Com uma população de mais de 82 milhões de alemães e uma comunidade de cerca de 200 mil judeus, o governo alemão têm procurado oferecer proteção policial a sinagogas e escolas, mas isso não parece ser suficiente. A chanceler Angela Merkel admitiu, em entrevista à rede CNN, que os alemães precisam ser mais vigilantes, devido ao seu passado. Segundo ela, “sempre houve um certo número de antissemitas entre nós”.

O “conselho” de Klein provocou uma resposta do presidente de Israel, Reuven Rivlin, acusando a Alemanha de “capitular” diante do antissemitismo ao sugerir que os judeus evitem chamar a atenção. Para ele, em lugar disso, deveria ser oferecida proteção para que todos pudessem transitar de forma livre e segura naquele país.
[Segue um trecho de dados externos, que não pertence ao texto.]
//! Pure animation primitives sampled by frame number.

/// Easing curves applied to normalized segment progress.
pub mod ease;
/// Piecewise breakpoint interpolation.
pub mod interpolate;
/// Frame offset helpers for staggering and sequencing.
pub mod ops;
pub mod spring;
#[derive(Clone, Copy, Debug)]
pub(crate) struct Fnv1a64(u64);

impl Fnv1a64 {
    pub(crate) const OFFSET_BASIS: u64 = 0xcbf2_9ce4_8422_2325;
    const PRIME: u64 = 0x0000_0100_0000_01B3;

    pub(crate) fn new_default() -> Self {
        Self(Self::OFFSET_BASIS)
    }

    pub(crate) fn write_u64(&mut self, v: u64) {
        self.write_bytes(&v.to_le_bytes());
    }

    /// Hashes the IEEE754 bit pattern, so `0.0` and `-0.0` differ.
    pub(crate) fn write_f64(&mut self, v: f64) {
        self.write_u64(v.to_bits());
    }

    pub(crate) fn write_bytes(&mut self, bytes: &[u8]) {
        let mut h = self.0;
        for &b in bytes {
            h ^= u64::from(b);
            h = h.wrapping_mul(Self::PRIME);
        }
        self.0 = h;
    }

    pub(crate) fn finish(self) -> u64 {
        self.0
    }
}

/// Return `true` when `a` and `b` differ by at most `eps`.
pub(crate) fn approx_eq(a: f64, b: f64, eps: f64) -> bool {
    (a - b).abs() <= eps
}

#[cfg(test)]
#[path = "../../tests/unit/foundation/math.rs"]
mod tests;
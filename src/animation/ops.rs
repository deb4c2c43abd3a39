use crate::foundation::core::FrameIndex;

/// Shift a frame so an animation starts `by` frames later.
///
/// The result goes negative before the delayed start; both primitives treat that as
/// "not started yet".
pub fn delay(frame: f64, by: f64) -> f64 {
    frame - by
}

/// Start offset of the `index`-th element in a staggered entrance.
pub fn stagger_delay(index: usize, base: f64, step: f64) -> f64 {
    base + step * index as f64
}

/// Frame as seen by content placed on the timeline at `from`.
pub fn sequence_local(frame: FrameIndex, from: u64) -> f64 {
    frame.0 as f64 - from as f64
}

#[cfg(test)]
#[path = "../../tests/unit/animation/ops.rs"]
mod tests;
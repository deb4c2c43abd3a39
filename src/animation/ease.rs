use crate::foundation::error::{MotionError, MotionResult};

/// Exponent used by [`ease_out`] and [`ease_in_out`] when no power is given.
pub const DEFAULT_EASE_POWER: f64 = 3.0;

/// Overshoot amount used by [`Easing::back`].
pub const DEFAULT_BACK_OVERSHOOT: f64 = 1.70158;

/// Easing functions used to map normalized segment progress.
///
/// Base curves are "in" curves: they start slow and accelerate. Wrap them with
/// [`Easing::out`] or [`Easing::in_out`] to get the decelerating and symmetric variants.
#[derive(Clone, Debug, Default, PartialEq, serde::Serialize, serde::Deserialize)]
#[serde(rename_all = "snake_case")]
pub enum Easing {
    /// Identity mapping.
    #[default]
    Linear,
    /// Inertial ease, a cubic bezier through `(0.42, 0)` and `(1, 1)`.
    Ease,
    /// `t^2`.
    Quad,
    /// `t^3`.
    Cubic,
    /// `t^n` for a positive exponent `n`.
    Poly(f64),
    /// Quarter cosine wave.
    Sin,
    /// Quarter circle.
    Circle,
    /// Base-2 exponential.
    Exp,
    /// Pulls back before moving forward; the parameter is the overshoot amount.
    Back(f64),
    /// Damped oscillation; the parameter scales how many times it bounces.
    Elastic(f64),
    /// Bouncing-ball curve.
    Bounce,
    /// CSS-style cubic bezier with control points `(x1, y1)` and `(x2, y2)`.
    Bezier {
        /// First control point x, in `[0, 1]`.
        x1: f64,
        /// First control point y.
        y1: f64,
        /// Second control point x, in `[0, 1]`.
        x2: f64,
        /// Second control point y.
        y2: f64,
    },
    /// Run the inner curve as-is.
    In(Box<Easing>),
    /// Mirror the inner curve in time and value.
    Out(Box<Easing>),
    /// Inner curve for the first half, mirrored curve for the second half.
    InOut(Box<Easing>),
}

impl Easing {
    /// Cubic bezier curve helper.
    pub fn bezier(x1: f64, y1: f64, x2: f64, y2: f64) -> Self {
        Self::Bezier { x1, y1, x2, y2 }
    }

    /// Back curve with the conventional overshoot.
    pub fn back() -> Self {
        Self::Back(DEFAULT_BACK_OVERSHOOT)
    }

    /// Wrap `self` as an "in" curve.
    pub fn ease_in(self) -> Self {
        Self::In(Box::new(self))
    }

    /// Wrap `self` as an "out" curve.
    pub fn out(self) -> Self {
        Self::Out(Box::new(self))
    }

    /// Wrap `self` as an "in-out" curve.
    pub fn in_out(self) -> Self {
        Self::InOut(Box::new(self))
    }

    /// Reject parameters that would produce NaN or a non-function curve.
    pub fn validate(&self) -> MotionResult<()> {
        match self {
            Self::Linear
            | Self::Ease
            | Self::Quad
            | Self::Cubic
            | Self::Sin
            | Self::Circle
            | Self::Exp
            | Self::Bounce => Ok(()),
            Self::Poly(n) => {
                if !n.is_finite() || *n <= 0.0 {
                    return Err(MotionError::validation("Poly exponent must be finite and > 0"));
                }
                Ok(())
            }
            Self::Back(s) => {
                if !s.is_finite() {
                    return Err(MotionError::validation("Back overshoot must be finite"));
                }
                Ok(())
            }
            Self::Elastic(b) => {
                if !b.is_finite() || *b < 0.0 {
                    return Err(MotionError::validation(
                        "Elastic bounciness must be finite and >= 0",
                    ));
                }
                Ok(())
            }
            Self::Bezier { x1, y1, x2, y2 } => {
                if ![x1, y1, x2, y2].iter().all(|v| v.is_finite()) {
                    return Err(MotionError::validation("Bezier control points must be finite"));
                }
                if !(0.0..=1.0).contains(x1) || !(0.0..=1.0).contains(x2) {
                    return Err(MotionError::validation(
                        "Bezier x control points must lie in [0, 1]",
                    ));
                }
                Ok(())
            }
            Self::In(inner) | Self::Out(inner) | Self::InOut(inner) => inner.validate(),
        }
    }

    /// Apply this easing function to normalized progress `t` in `[0, 1]`.
    pub fn apply(&self, t: f64) -> f64 {
        let t = t.clamp(0.0, 1.0);
        match self {
            Self::Linear => t,
            Self::Ease => cubic_bezier(t, 0.42, 0.0, 1.0, 1.0),
            Self::Quad => t * t,
            Self::Cubic => t * t * t,
            Self::Poly(n) => t.powf(*n),
            Self::Sin => 1.0 - (t * std::f64::consts::FRAC_PI_2).cos(),
            Self::Circle => 1.0 - (1.0 - t * t).sqrt(),
            Self::Exp => 2f64.powf(10.0 * (t - 1.0)),
            Self::Back(s) => t * t * ((s + 1.0) * t - s),
            Self::Elastic(bounciness) => {
                let p = bounciness * std::f64::consts::PI;
                1.0 - (t * std::f64::consts::FRAC_PI_2).cos().powi(3) * (t * p).cos()
            }
            Self::Bounce => bounce(t),
            Self::Bezier { x1, y1, x2, y2 } => cubic_bezier(t, *x1, *y1, *x2, *y2),
            Self::In(inner) => inner.apply(t),
            Self::Out(inner) => 1.0 - inner.apply(1.0 - t),
            Self::InOut(inner) => {
                if t < 0.5 {
                    inner.apply(t * 2.0) / 2.0
                } else {
                    1.0 - inner.apply((1.0 - t) * 2.0) / 2.0
                }
            }
        }
    }
}

/// Identity easing.
pub fn linear(t: f64) -> f64 {
    t
}

/// Decelerating power curve `1 - (1 - t)^power`; `None` uses [`DEFAULT_EASE_POWER`].
pub fn ease_out(power: impl Into<Option<f64>>) -> Easing {
    Easing::Poly(power.into().unwrap_or(DEFAULT_EASE_POWER)).out()
}

/// Symmetric accelerate-then-decelerate power curve with `f(0.5) = 0.5`; `None` uses
/// [`DEFAULT_EASE_POWER`].
pub fn ease_in_out(power: impl Into<Option<f64>>) -> Easing {
    Easing::Poly(power.into().unwrap_or(DEFAULT_EASE_POWER)).in_out()
}

fn bounce(t: f64) -> f64 {
    const N: f64 = 7.5625;
    const D: f64 = 2.75;
    if t < 1.0 / D {
        N * t * t
    } else if t < 2.0 / D {
        let t2 = t - 1.5 / D;
        N * t2 * t2 + 0.75
    } else if t < 2.5 / D {
        let t2 = t - 2.25 / D;
        N * t2 * t2 + 0.9375
    } else {
        let t2 = t - 2.625 / D;
        N * t2 * t2 + 0.984375
    }
}

// Solve x(p) = t for the curve parameter with Newton steps, then bisection when the
// slope flattens out, and evaluate y(p).
fn cubic_bezier(t: f64, x1: f64, y1: f64, x2: f64, y2: f64) -> f64 {
    if t <= 0.0 {
        return 0.0;
    }
    if t >= 1.0 {
        return 1.0;
    }
    if x1 == y1 && x2 == y2 {
        return t;
    }

    let mut p = t;
    for _ in 0..8 {
        let err = bezier_sample(p, x1, x2) - t;
        if err.abs() < 1e-7 {
            return bezier_sample(p, y1, y2);
        }
        let slope = bezier_slope(p, x1, x2);
        if slope.abs() < 1e-7 {
            break;
        }
        p -= err / slope;
    }

    let mut lo = 0.0_f64;
    let mut hi = 1.0_f64;
    p = t;
    for _ in 0..40 {
        let val = bezier_sample(p, x1, x2);
        if (val - t).abs() < 1e-7 {
            break;
        }
        if val < t {
            lo = p;
        } else {
            hi = p;
        }
        p = (lo + hi) * 0.5;
    }

    bezier_sample(p, y1, y2)
}

#[inline]
fn bezier_sample(t: f64, p1: f64, p2: f64) -> f64 {
    let a = 1.0 - 3.0 * p2 + 3.0 * p1;
    let b = 3.0 * p2 - 6.0 * p1;
    let c = 3.0 * p1;
    ((a * t + b) * t + c) * t
}

#[inline]
fn bezier_slope(t: f64, p1: f64, p2: f64) -> f64 {
    let a = 1.0 - 3.0 * p2 + 3.0 * p1;
    let b = 3.0 * p2 - 6.0 * p1;
    let c = 3.0 * p1;
    (3.0 * a * t + 2.0 * b) * t + c
}

#[cfg(test)]
#[path = "../../tests/unit/animation/ease.rs"]
mod tests;
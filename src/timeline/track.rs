use crate::{
    animation::ease::Easing,
    animation::interpolate::{Extrapolate, InterpolateOptions, Interpolator},
    animation::ops::{delay, stagger_delay},
    animation::spring::{FrameSpring, SpringConfig},
    foundation::core::Fps,
    foundation::error::{MotionError, MotionResult},
};

fn default_to() -> f64 {
    1.0
}

/// JSON-facing description of one animated scalar property.
///
/// Every variant reads the property's local frame; nothing here keeps state between samples.
#[derive(Clone, Debug, PartialEq, serde::Serialize, serde::Deserialize)]
#[serde(tag = "kind", rename_all = "snake_case")]
pub enum AnimDef {
    /// Fixed value.
    Constant {
        /// Value at every frame.
        value: f64,
    },
    /// Piecewise curve over frame breakpoints.
    Interpolate {
        /// Frame breakpoints, strictly increasing.
        input: Vec<f64>,
        /// Values at each breakpoint.
        output: Vec<f64>,
        /// Behavior before the first breakpoint.
        #[serde(default)]
        extrapolate_left: Extrapolate,
        /// Behavior after the last breakpoint.
        #[serde(default)]
        extrapolate_right: Extrapolate,
        /// Segment easing.
        #[serde(default)]
        easing: Easing,
    },
    /// Spring released at local frame 0.
    Spring {
        /// Start value.
        #[serde(default)]
        from: f64,
        /// Rest value.
        #[serde(default = "default_to")]
        to: f64,
        /// Physical parameters.
        #[serde(default)]
        config: SpringConfig,
        /// Stretch the spring to settle after this many frames.
        #[serde(default, skip_serializing_if = "Option::is_none")]
        duration_in_frames: Option<f64>,
    },
    /// Inner animation started `by` frames later.
    Delay {
        /// Offset in frames.
        by: f64,
        /// Delayed animation.
        inner: Box<AnimDef>,
    },
    /// Product of all factors, e.g. an entrance scale times a pulse.
    Product {
        /// Multiplied animations.
        factors: Vec<AnimDef>,
    },
    /// Sum of all terms, e.g. a base offset plus a slide.
    Sum {
        /// Added animations.
        terms: Vec<AnimDef>,
    },
    /// Smallest value, e.g. an entrance fade capped by an exit fade.
    Min {
        /// Compared animations.
        of: Vec<AnimDef>,
    },
    /// Largest value.
    Max {
        /// Compared animations.
        of: Vec<AnimDef>,
    },
}

impl AnimDef {
    /// Fixed value.
    pub fn constant(value: f64) -> Self {
        Self::Constant { value }
    }

    /// Piecewise curve with the given options.
    pub fn interpolate(
        input: impl Into<Vec<f64>>,
        output: impl Into<Vec<f64>>,
        opts: InterpolateOptions,
    ) -> Self {
        Self::Interpolate {
            input: input.into(),
            output: output.into(),
            extrapolate_left: opts.extrapolate_left,
            extrapolate_right: opts.extrapolate_right,
            easing: opts.easing,
        }
    }

    /// Spring from `from` to `to`.
    pub fn spring(from: f64, to: f64, config: SpringConfig) -> Self {
        Self::Spring {
            from,
            to,
            config,
            duration_in_frames: None,
        }
    }

    /// Start `self` `by` frames later.
    pub fn delayed(self, by: f64) -> Self {
        Self::Delay {
            by,
            inner: Box::new(self),
        }
    }

    /// Multiply with `other`, flattening nested products.
    pub fn times(self, other: AnimDef) -> Self {
        match self {
            Self::Product { mut factors } => {
                factors.push(other);
                Self::Product { factors }
            }
            first => Self::Product {
                factors: vec![first, other],
            },
        }
    }

    /// Add `other`, flattening nested sums.
    pub fn plus(self, other: AnimDef) -> Self {
        match self {
            Self::Sum { mut terms } => {
                terms.push(other);
                Self::Sum { terms }
            }
            first => Self::Sum {
                terms: vec![first, other],
            },
        }
    }

    /// Smaller of `self` and `other` at every frame.
    pub fn min(self, other: AnimDef) -> Self {
        match self {
            Self::Min { mut of } => {
                of.push(other);
                Self::Min { of }
            }
            first => Self::Min {
                of: vec![first, other],
            },
        }
    }

    /// Larger of `self` and `other` at every frame.
    pub fn max(self, other: AnimDef) -> Self {
        match self {
            Self::Max { mut of } => {
                of.push(other);
                Self::Max { of }
            }
            first => Self::Max {
                of: vec![first, other],
            },
        }
    }

    /// Delay each animation by `base + step * index`.
    pub fn staggered(items: impl IntoIterator<Item = AnimDef>, base: f64, step: f64) -> Vec<Self> {
        items
            .into_iter()
            .enumerate()
            .map(|(i, a)| a.delayed(stagger_delay(i, base, step)))
            .collect()
    }
}

#[derive(Clone, Debug, PartialEq)]
enum Node {
    Constant(f64),
    Interpolate(Interpolator<f64>),
    Spring(FrameSpring),
    Delay { by: f64, inner: Box<Node> },
    Product(Vec<Node>),
    Sum(Vec<Node>),
    Min(Vec<Node>),
    Max(Vec<Node>),
}

/// A compiled [`AnimDef`]: validated once, sampled many times.
#[derive(Clone, Debug, PartialEq)]
pub struct Track {
    root: Node,
}

impl Track {
    /// Validate `def` and precompute its curves and springs for `fps`.
    pub fn compile(def: &AnimDef, fps: Fps) -> MotionResult<Self> {
        fps.validate()?;
        Ok(Self {
            root: compile_node(def, fps)?,
        })
    }

    /// Value at `frame`, measured from the track's own start.
    pub fn sample(&self, frame: f64) -> f64 {
        sample_node(&self.root, frame)
    }
}

fn compile_node(def: &AnimDef, fps: Fps) -> MotionResult<Node> {
    match def {
        AnimDef::Constant { value } => {
            if !value.is_finite() {
                return Err(MotionError::validation("constant value must be finite"));
            }
            Ok(Node::Constant(*value))
        }
        AnimDef::Interpolate {
            input,
            output,
            extrapolate_left,
            extrapolate_right,
            easing,
        } => {
            let opts = InterpolateOptions {
                extrapolate_left: *extrapolate_left,
                extrapolate_right: *extrapolate_right,
                easing: easing.clone(),
            };
            Ok(Node::Interpolate(Interpolator::new(
                input.clone(),
                output.clone(),
                opts,
            )?))
        }
        AnimDef::Spring {
            from,
            to,
            config,
            duration_in_frames,
        } => Ok(Node::Spring(FrameSpring::new(
            fps.as_f64(),
            *from,
            *to,
            config,
            *duration_in_frames,
        )?)),
        AnimDef::Delay { by, inner } => {
            if !by.is_finite() {
                return Err(MotionError::validation("delay must be finite"));
            }
            Ok(Node::Delay {
                by: *by,
                inner: Box::new(compile_node(inner, fps)?),
            })
        }
        AnimDef::Product { factors } => Ok(Node::Product(compile_all(factors, fps, "product")?)),
        AnimDef::Sum { terms } => Ok(Node::Sum(compile_all(terms, fps, "sum")?)),
        AnimDef::Min { of } => Ok(Node::Min(compile_all(of, fps, "min")?)),
        AnimDef::Max { of } => Ok(Node::Max(compile_all(of, fps, "max")?)),
    }
}

fn compile_all(defs: &[AnimDef], fps: Fps, what: &str) -> MotionResult<Vec<Node>> {
    if defs.is_empty() {
        return Err(MotionError::validation(format!(
            "{what} needs at least one operand"
        )));
    }
    defs.iter().map(|d| compile_node(d, fps)).collect()
}

fn sample_node(node: &Node, frame: f64) -> f64 {
    match node {
        Node::Constant(v) => *v,
        Node::Interpolate(curve) => curve.sample(frame),
        Node::Spring(spring) => spring.sample(frame),
        Node::Delay { by, inner } => sample_node(inner, delay(frame, *by)),
        Node::Product(factors) => factors.iter().map(|f| sample_node(f, frame)).product(),
        Node::Sum(terms) => terms.iter().map(|t| sample_node(t, frame)).sum(),
        Node::Min(of) => of
            .iter()
            .map(|n| sample_node(n, frame))
            .fold(f64::INFINITY, f64::min),
        Node::Max(of) => of
            .iter()
            .map(|n| sample_node(n, frame))
            .fold(f64::NEG_INFINITY, f64::max),
    }
}

#[cfg(test)]
#[path = "../../tests/unit/timeline/track.rs"]
mod tests;
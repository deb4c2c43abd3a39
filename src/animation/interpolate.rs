use crate::{
    animation::ease::Easing,
    foundation::core::Vec2,
    foundation::error::{MotionError, MotionResult},
};

/// Interpolation contract for animated value types.
pub trait Lerp: Sized {
    /// Blend from `a` to `b` with factor `t`.
    ///
    /// `t` outside `[0, 1]` extrapolates along the same line.
    fn lerp(a: &Self, b: &Self, t: f64) -> Self;
}

impl Lerp for f64 {
    fn lerp(a: &Self, b: &Self, t: f64) -> Self {
        a + (b - a) * t
    }
}

impl Lerp for f32 {
    fn lerp(a: &Self, b: &Self, t: f64) -> Self {
        (*a as f64 + ((*b as f64 - *a as f64) * t)) as f32
    }
}

impl Lerp for Vec2 {
    fn lerp(a: &Self, b: &Self, t: f64) -> Self {
        Vec2::new(a.x + (b.x - a.x) * t, a.y + (b.y - a.y) * t)
    }
}

/// Behavior for inputs outside the breakpoint domain.
#[derive(Clone, Copy, Debug, Default, PartialEq, Eq, serde::Serialize, serde::Deserialize)]
#[serde(rename_all = "lowercase")]
pub enum Extrapolate {
    /// Continue the boundary segment's slope.
    #[default]
    Extend,
    /// Hold the boundary output value.
    Clamp,
}

/// Per-call interpolation options.
#[derive(Clone, Debug, Default, PartialEq, serde::Serialize, serde::Deserialize)]
#[serde(default)]
pub struct InterpolateOptions {
    /// Behavior below the first breakpoint.
    pub extrapolate_left: Extrapolate,
    /// Behavior above the last breakpoint.
    pub extrapolate_right: Extrapolate,
    /// Shaping applied to segment progress inside the domain.
    pub easing: Easing,
}

impl InterpolateOptions {
    /// Clamp on both sides.
    pub fn clamp() -> Self {
        Self {
            extrapolate_left: Extrapolate::Clamp,
            extrapolate_right: Extrapolate::Clamp,
            easing: Easing::Linear,
        }
    }

    /// Clamp below the domain, extend above it.
    pub fn clamp_left() -> Self {
        Self {
            extrapolate_left: Extrapolate::Clamp,
            ..Self::default()
        }
    }

    /// Extend below the domain, clamp above it.
    pub fn clamp_right() -> Self {
        Self {
            extrapolate_right: Extrapolate::Clamp,
            ..Self::default()
        }
    }

    /// Replace the easing curve.
    pub fn with_easing(mut self, easing: Easing) -> Self {
        self.easing = easing;
        self
    }
}

/// Validated piecewise curve mapping a scalar input to `T`.
///
/// Construction checks the breakpoint table once; [`Interpolator::sample`] is then an
/// infallible pure function, so the same table can be sampled any number of times per frame.
#[derive(Clone, Debug, PartialEq)]
pub struct Interpolator<T = f64> {
    input: Vec<f64>,
    output: Vec<T>,
    opts: InterpolateOptions,
}

impl<T> Interpolator<T>
where
    T: Lerp + Clone,
{
    /// Build a curve from parallel breakpoint tables.
    pub fn new(input: Vec<f64>, output: Vec<T>, opts: InterpolateOptions) -> MotionResult<Self> {
        validate_ranges(&input, output.len())?;
        opts.easing.validate()?;
        Ok(Self {
            input,
            output,
            opts,
        })
    }

    /// Input breakpoints, strictly increasing.
    pub fn input_range(&self) -> &[f64] {
        &self.input
    }

    /// Output values paired with [`Interpolator::input_range`].
    pub fn output_range(&self) -> &[T] {
        &self.output
    }

    /// Options this curve was built with.
    pub fn options(&self) -> &InterpolateOptions {
        &self.opts
    }

    /// Evaluate the curve at `x`.
    pub fn sample(&self, x: f64) -> T {
        let n = self.input.len();
        let first = self.input[0];
        let last = self.input[n - 1];

        if x < first {
            return match self.opts.extrapolate_left {
                Extrapolate::Clamp => self.output[0].clone(),
                Extrapolate::Extend => self.extend(0, x),
            };
        }
        if x > last {
            return match self.opts.extrapolate_right {
                Extrapolate::Clamp => self.output[n - 1].clone(),
                Extrapolate::Extend => self.extend(n - 2, x),
            };
        }
        if x == last {
            return self.output[n - 1].clone();
        }
        if x.is_nan() {
            // Propagates through the blend below for scalar outputs.
            return self.extend(0, x);
        }

        // Segment that starts at the greatest breakpoint <= x.
        let i = self.input.partition_point(|b| *b <= x) - 1;
        let lo = self.input[i];
        if x == lo {
            return self.output[i].clone();
        }
        let hi = self.input[i + 1];
        let t = ((x - lo) / (hi - lo)).clamp(0.0, 1.0);
        let te = self.opts.easing.apply(t);
        T::lerp(&self.output[i], &self.output[i + 1], te)
    }

    fn extend(&self, seg: usize, x: f64) -> T {
        let lo = self.input[seg];
        let hi = self.input[seg + 1];
        let t = (x - lo) / (hi - lo);
        T::lerp(&self.output[seg], &self.output[seg + 1], t)
    }
}

/// Map `x` through the piecewise curve defined by `input_range` and `output_range`.
///
/// Tables are validated on every call; build an [`Interpolator`] to validate once.
pub fn interpolate(
    x: f64,
    input_range: &[f64],
    output_range: &[f64],
    opts: &InterpolateOptions,
) -> MotionResult<f64> {
    let curve = Interpolator::new(input_range.to_vec(), output_range.to_vec(), opts.clone())?;
    Ok(curve.sample(x))
}

fn validate_ranges(input: &[f64], output_len: usize) -> MotionResult<()> {
    if input.len() < 2 {
        return Err(MotionError::invalid_range(format!(
            "input range needs at least 2 breakpoints, got {}",
            input.len()
        )));
    }
    if input.len() != output_len {
        return Err(MotionError::invalid_range(format!(
            "input range has {} breakpoints but output range has {}",
            input.len(),
            output_len
        )));
    }
    if let Some(bad) = input.iter().position(|v| !v.is_finite()) {
        return Err(MotionError::invalid_range(format!(
            "input breakpoint {bad} is not finite"
        )));
    }
    if let Some(i) = input.windows(2).position(|w| w[0] >= w[1]) {
        return Err(MotionError::invalid_range(format!(
            "input range must be strictly increasing ({} at index {} then {})",
            input[i],
            i,
            input[i + 1]
        )));
    }
    Ok(())
}

#[cfg(test)]
#[path = "../../tests/unit/animation/interpolate.rs"]
mod tests;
Klein justificou-se declarando que sua intenção foi a de provocar o debate. Pouco provável e, no mínimo, inconveniente, num momento em que os atos contra a população judaica cresceram mais de 20% em 2018, em relação a 2017.

Numa atitude corajosa, o governo alemão convocou uma passeata que reuniu uma multidão de manifestantes em Berlin e estendeu-se a outros locais. Na capital alemã estiveram presentes várias autoridades locais, além do embaixador de Israel na Alemanha, Jeremy Issacharoff e do comissário Felix Klein, pivô do embaraço. O ato recebeu o nome de ‘passeata do quipá’, pois todos portavam a pequena cobertura. O tablóide “Bild” estampou em sua capa um solidéu (quipá) para ser recortado e usado. “A única resposta é que todos usaremos quipá. A quipá pertence à Alemanha.”, explicou o editor-chefe, Julian Reichelt. Angela Merkel declarou, ainda, que é necessário combater os fantasmas do passado para que o país não retorne ao velho antissemitismo: “temos que dizer aos nossos jovens o que a História trouxe sobre nós e os outros”.

Contemplar a massa de pessoas com suas cabeças cobertas, como um ‘mar’ de judeus, cruzando as ruas de Berlim num assentimento à conclamação governamental, evocou a memória de um rei dinamarquês que preferiu fazer-se igual aos perseguidos do que omitir-se ou vender-lhes as vidas. A sugestão do comissário Klein denota a covardia daqueles que advogam a perda da identidade para a manutenção da segurança. Ora, de que valem a vida e a segurança se elas são mantidas à custa daquilo que somos? Os que, desde tempos imemoriais, morreram por sua fé e lutaram por suas convicções são exemplos que, certamente, inspiraram os dinamarqueses no passado, os alemães de hoje e tantos outros que não estiverem dispostos a calar as lições da História.

Ainda, a título de esclarecimento, existem quipot (plural de quipá) de todos os tamanhos e formatos. Quando feitos de cetim, costumam ser chamados de solidéus. Seu uso é uma maneira de declarar que há alguém acima de nós e tornou-se um símbolo de identificação para o povo judeu. O nome ídishe para quipá é iarmulke. Etimologicamente, a palavra deriva da composição entre os termos aramaicos: ieru, que quer dizer ‘temor de’, e malca, ‘o rei’. Assim, o uso do quipá nada mais é do que uma forma de manifestar o temor ao Rei, ao Rei sobre todos os reis, debaixo de cuja mão todas as vidas se encontram, e a Quem prestarão contas.